Verfahrensgang
LG Mühlhausen (Aktenzeichen 6 O 895/19) |
Tenor
1. Die Berufung des Klägers gegen das Urteil des Landgerichts Mühlhausen vom 01.10.2020, Az. 6 O 895/19, wird zurückgewiesen.
2. Der Kläger hat die Kosten des Berufungsverfahrens zu tragen.
3. Das Urteil ist vorläufig vollstreckbar. Das in Ziffer 1 genannte Urteil des Landgerichts Mühlhausen ist ohne Sicherheitsleistung vorläufig vollstreckbar. Der Kläger kann die Vollstreckung durch Sicherheitsleistung oder Hinterlegung in Höhe von 110% des aufgrund des Urteils zu vollstreckenden Betrages abwenden, sofern die Beklagte vor ihrer Vollstreckung nicht Sicherheit in gleicher Höhe leistet.
4. Die Revision gegen dieses Urteil wird zugelassen.
Gründe
I. Der Kläger macht Ansprüche im Zusammenhang mit dem sog. Dieselskandal- und Abgasskandal geltend.
Er erwarb am 20.07.2011 von einem am Verfahren nicht beteiligten Autohaus für 29.000 EUR einen gebrauchten Pkw A... A4 2.0 TDI DPF (Erstzulassung ...).

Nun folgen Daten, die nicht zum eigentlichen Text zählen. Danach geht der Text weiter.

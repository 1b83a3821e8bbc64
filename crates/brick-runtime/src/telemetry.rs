//! Logging and trace export setup.
//!
//! Call [`init_tracing`] once at process startup.  Every crate in the
//! workspace logs through `tracing`; this installs the subscriber that
//! formats those events and, optionally, forwards spans to a collector.
//!
//! # Environment variables
//!
//! | Variable | Effect |
//! |---|---|
//! | `OTEL_EXPORTER_OTLP_ENDPOINT` | OTLP collector base URL (e.g. `http://localhost:4318`). When set the OTLP HTTP exporter is activated. |
//! | `RUST_LOG` | Log filter (default `"info"`). |
//! | `BRICK_LOG_FORMAT=json` | Emit newline-delimited JSON logs. |
//!
//! # Example
//!
//! ```rust,no_run
//! let _guard = brick_runtime::telemetry::init_tracing("brickd");
//! ```

use opentelemetry::trace::TracerProvider as _;
use opentelemetry_otlp::WithExportConfig;
use opentelemetry_sdk::{trace::SdkTracerProvider, Resource};
use tracing_subscriber::layer::{Layer, SubscriberExt};
use tracing_subscriber::util::SubscriberInitExt;
use tracing_subscriber::{EnvFilter, Registry};

// ─────────────────────────────────────────────────────────────────────────────
// Public API
// ─────────────────────────────────────────────────────────────────────────────

/// Initialise the global `tracing` subscriber with an optional OTLP exporter.
///
/// With `OTEL_EXPORTER_OTLP_ENDPOINT` set, spans are also exported over
/// OTLP/HTTP.  Otherwise only the console formatter is installed.
///
/// Hold the returned [`TracerProviderGuard`] until exit; dropping it flushes
/// pending spans.
pub fn init_tracing(service_name: &str) -> TracerProviderGuard {
    let env_filter = EnvFilter::try_from_default_env().unwrap_or_else(|_| EnvFilter::new("info"));
    let use_json = std::env::var("BRICK_LOG_FORMAT").as_deref() == Ok("json");

    let fmt_layer: Box<dyn Layer<Registry> + Send + Sync> = if use_json {
        tracing_subscriber::fmt::layer().json().boxed()
    } else {
        tracing_subscriber::fmt::layer().compact().boxed()
    };

    let provider = build_provider(service_name);
    let otel_layer = provider
        .as_ref()
        .map(|p| tracing_opentelemetry::layer().with_tracer(p.tracer("brick")));

    // A second call (e.g. from several tests) keeps the first subscriber.
    if let Err(e) = tracing_subscriber::registry()
        .with(fmt_layer)
        .with(env_filter)
        .with(otel_layer)
        .try_init()
    {
        eprintln!("[brick] tracing subscriber already installed: {e}");
    }

    TracerProviderGuard(provider)
}

// ─────────────────────────────────────────────────────────────────────────────
// RAII guard
// ─────────────────────────────────────────────────────────────────────────────

/// Shuts down the OTel [`SdkTracerProvider`] on drop.
pub struct TracerProviderGuard(Option<SdkTracerProvider>);

impl Drop for TracerProviderGuard {
    fn drop(&mut self) {
        if let Some(provider) = self.0.take() {
            if let Err(e) = provider.shutdown() {
                eprintln!("[brick] OpenTelemetry provider shutdown error: {e}");
            }
        }
    }
}

// ─────────────────────────────────────────────────────────────────────────────
// Internal helpers
// ─────────────────────────────────────────────────────────────────────────────

/// Build an [`SdkTracerProvider`] when `OTEL_EXPORTER_OTLP_ENDPOINT` is set.
///
/// Exporter failures are printed to stderr and yield `None`; the subscriber
/// is not installed yet, so they cannot be logged.
fn build_provider(service_name: &str) -> Option<SdkTracerProvider> {
    let endpoint = std::env::var("OTEL_EXPORTER_OTLP_ENDPOINT").ok()?;

    let exporter = opentelemetry_otlp::SpanExporter::builder()
        .with_http()
        .with_endpoint(endpoint)
        .build()
        .map_err(|e| eprintln!("[brick] OTLP exporter init failed: {e}"))
        .ok()?;

    let resource = Resource::builder()
        .with_service_name(service_name.to_string())
        .build();

    Some(
        SdkTracerProvider::builder()
            .with_resource(resource)
            // No async runtime exists in this process.
            .with_simple_exporter(exporter)
            .build(),
    )
}

// ─────────────────────────────────────────────────────────────────────────────
// Tests
// ─────────────────────────────────────────────────────────────────────────────

#[cfg(test)]
mod tests {
    use super::*;

    #[test]
    fn no_endpoint_means_no_provider() {
        // SAFETY: no other test in this crate reads this variable.
        unsafe { std::env::remove_var("OTEL_EXPORTER_OTLP_ENDPOINT") };
        assert!(
            build_provider("test-service").is_none(),
            "expected None when OTEL_EXPORTER_OTLP_ENDPOINT is absent"
        );
    }

    #[test]
    fn init_twice_keeps_first_subscriber() {
        let _first = init_tracing("brick-test");
        let _second = init_tracing("brick-test");
        tracing::info!("logged after init");
    }

    #[test]
    fn empty_guard_drops_quietly() {
        drop(TracerProviderGuard(None));
    }
}
//! `brick-runtime` – periodic scheduling and process wiring for the brick.
//!
//! # Modules
//!
//! - [`engine`] – [`EventEngine`][engine::EventEngine]: cooperative,
//!   single-shot event dispatcher for [`Process`][engine::Process]
//!   state machines.
//! - [`timer`] – [`PeriodicTimer`][timer::PeriodicTimer]: `timerfd` on Linux,
//!   a monotonic deadline sleeper elsewhere.
//! - [`scheduler`] – [`Scheduler`][scheduler::Scheduler]: the background
//!   thread that ticks the engine and the light patterns under the hub lock.
//! - [`config`] – [`BrickConfig`][config::BrickConfig]: TOML settings with
//!   `BRICK_*` environment overrides.
//! - [`runtime`] – [`Runtime`][runtime::Runtime]: opens the hub, starts the
//!   scheduler and accepts named commands.
//! - [`telemetry`] – [`init_tracing`][telemetry::init_tracing]: installs the
//!   global `tracing` subscriber with optional OTLP export.

pub mod config;
pub mod engine;
pub mod runtime;
pub mod scheduler;
pub mod telemetry;
pub mod timer;

pub use config::{BrickConfig, ConfigError};
pub use engine::{EventEngine, EventKind, Outbox, Process, ProcessId, ProcessStatus, Target};
pub use runtime::Runtime;
pub use scheduler::{Scheduler, SchedulerStats};
pub use telemetry::{TracerProviderGuard, init_tracing};
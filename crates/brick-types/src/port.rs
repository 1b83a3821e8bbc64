//! Physical connection points.
//!
//! A [`Port`] is the ASCII ordinal of its label (`'A'`, `'1'`, `'@'`, …).
//! Any byte can be wrapped so that callers can hand in arbitrary values; the
//! components decide validity with closed range checks such as
//! [`PortRange::index`].

use std::fmt;

use schemars::JsonSchema;
use schemars::r#gen::SchemaGenerator;
use schemars::schema::Schema;
use serde::{Deserialize, Serialize};

use crate::error::{BrickError, BrickResult};

/// Logical identifier for one physical actuator or sensor connection.
#[derive(Debug, Clone, Copy, PartialEq, Eq, PartialOrd, Ord, Hash, Serialize, Deserialize)]
#[serde(into = "char", try_from = "char")]
pub struct Port(u8);

impl Port {
    /// The brick itself (status light, buttons).
    pub const SELF: Port = Port(b'@');
    pub const A: Port = Port(b'A');
    pub const B: Port = Port(b'B');
    pub const C: Port = Port(b'C');
    pub const D: Port = Port(b'D');
    pub const S1: Port = Port(b'1');
    pub const S2: Port = Port(b'2');
    pub const S3: Port = Port(b'3');
    pub const S4: Port = Port(b'4');

    /// Wrap a raw ordinal without validating it.
    pub const fn from_raw(raw: u8) -> Self {
        Port(raw)
    }

    /// The raw ordinal.
    pub const fn raw(self) -> u8 {
        self.0
    }

    /// The port's label character.
    pub fn label(self) -> char {
        char::from(self.0)
    }

    /// `true` for every label the brick has: `@`, `A`..`D`, `1`..`4`.
    pub fn is_known(self) -> bool {
        matches!(self.0, b'@' | b'A'..=b'D' | b'1'..=b'4')
    }
}

impl fmt::Display for Port {
    fn fmt(&self, f: &mut fmt::Formatter<'_>) -> fmt::Result {
        if self.0.is_ascii_graphic() {
            write!(f, "{}", self.label())
        } else {
            write!(f, "#{}", self.0)
        }
    }
}

impl From<Port> for char {
    fn from(port: Port) -> char {
        port.label()
    }
}

impl TryFrom<char> for Port {
    type Error = BrickError;

    fn try_from(c: char) -> Result<Self, Self::Error> {
        u8::try_from(c)
            .map(Port)
            .map_err(|_| BrickError::InvalidPort)
    }
}

impl JsonSchema for Port {
    fn schema_name() -> String {
        "Port".to_string()
    }

    fn json_schema(generator: &mut SchemaGenerator) -> Schema {
        <char as JsonSchema>::json_schema(generator)
    }
}

/// An inclusive, contiguous set of ports served by one driver.
#[derive(Debug, Clone, Copy, PartialEq, Eq, Serialize, Deserialize)]
pub struct PortRange {
    pub first: Port,
    pub last: Port,
}

impl PortRange {
    /// The four EV3 output ports, `A` through `D`.
    pub const MOTORS: PortRange = PortRange {
        first: Port::A,
        last: Port::D,
    };

    pub const fn new(first: Port, last: Port) -> Self {
        Self { first, last }
    }

    /// Number of ports in the range (zero if `last < first`).
    pub fn len(&self) -> usize {
        if self.last.0 < self.first.0 {
            0
        } else {
            usize::from(self.last.0 - self.first.0) + 1
        }
    }

    pub fn is_empty(&self) -> bool {
        self.len() == 0
    }

    pub fn contains(&self, port: Port) -> bool {
        (self.first.0..=self.last.0).contains(&port.0)
    }

    /// Arena index of `port`, or [`BrickError::InvalidPort`] if it lies
    /// outside the range.
    pub fn index(&self, port: Port) -> BrickResult<usize> {
        if self.contains(port) {
            Ok(usize::from(port.0 - self.first.0))
        } else {
            Err(BrickError::InvalidPort)
        }
    }

    /// Iterate over every port in the range, in order.
    pub fn iter(&self) -> impl Iterator<Item = Port> + use<> {
        (self.first.0..=self.last.0).map(Port)
    }
}

impl Default for PortRange {
    fn default() -> Self {
        PortRange::MOTORS
    }
}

Zum Zeitpunkt des Erwerbs des Fahrzeuges durch den Kläger wies dieses eine Laufleistung von 65.712 km, zum Zeitpunkt der mündlichen Verhandlung vor dem Landgericht am 03.09.2020 eine Laufleistung von 397.008 km auf.
Das Fahrzeug war mit einem Dieselmotor des Typs EA 189 (Schadstoffnorm Euro 5) ausgestattet, welcher durch die Beklagte entwickelt, hergestellt und an den Fahrzeughersteller geliefert wurde. Der Motor war mit einer Software versehen, die erkennt, ob das Fahrzeug auf einem Prüfstand dem Neuen Europäischen Fahrzyklus (NEFZ) unterzogen wird, und in diesem Fall mit der Folge in einen Stickstoff-optimierten Modus schaltet, dass auf dem Prüfstand geringere Stickoxid-Emissionswerte geriert werden als im normalen Fahrbetrieb. Nur mittels dieser sogenannten "Abschaltvorrichtung" wurden die Stickoxidgrenzwerte der Euro 5-Norm im Prüfstandmodus eingehalten.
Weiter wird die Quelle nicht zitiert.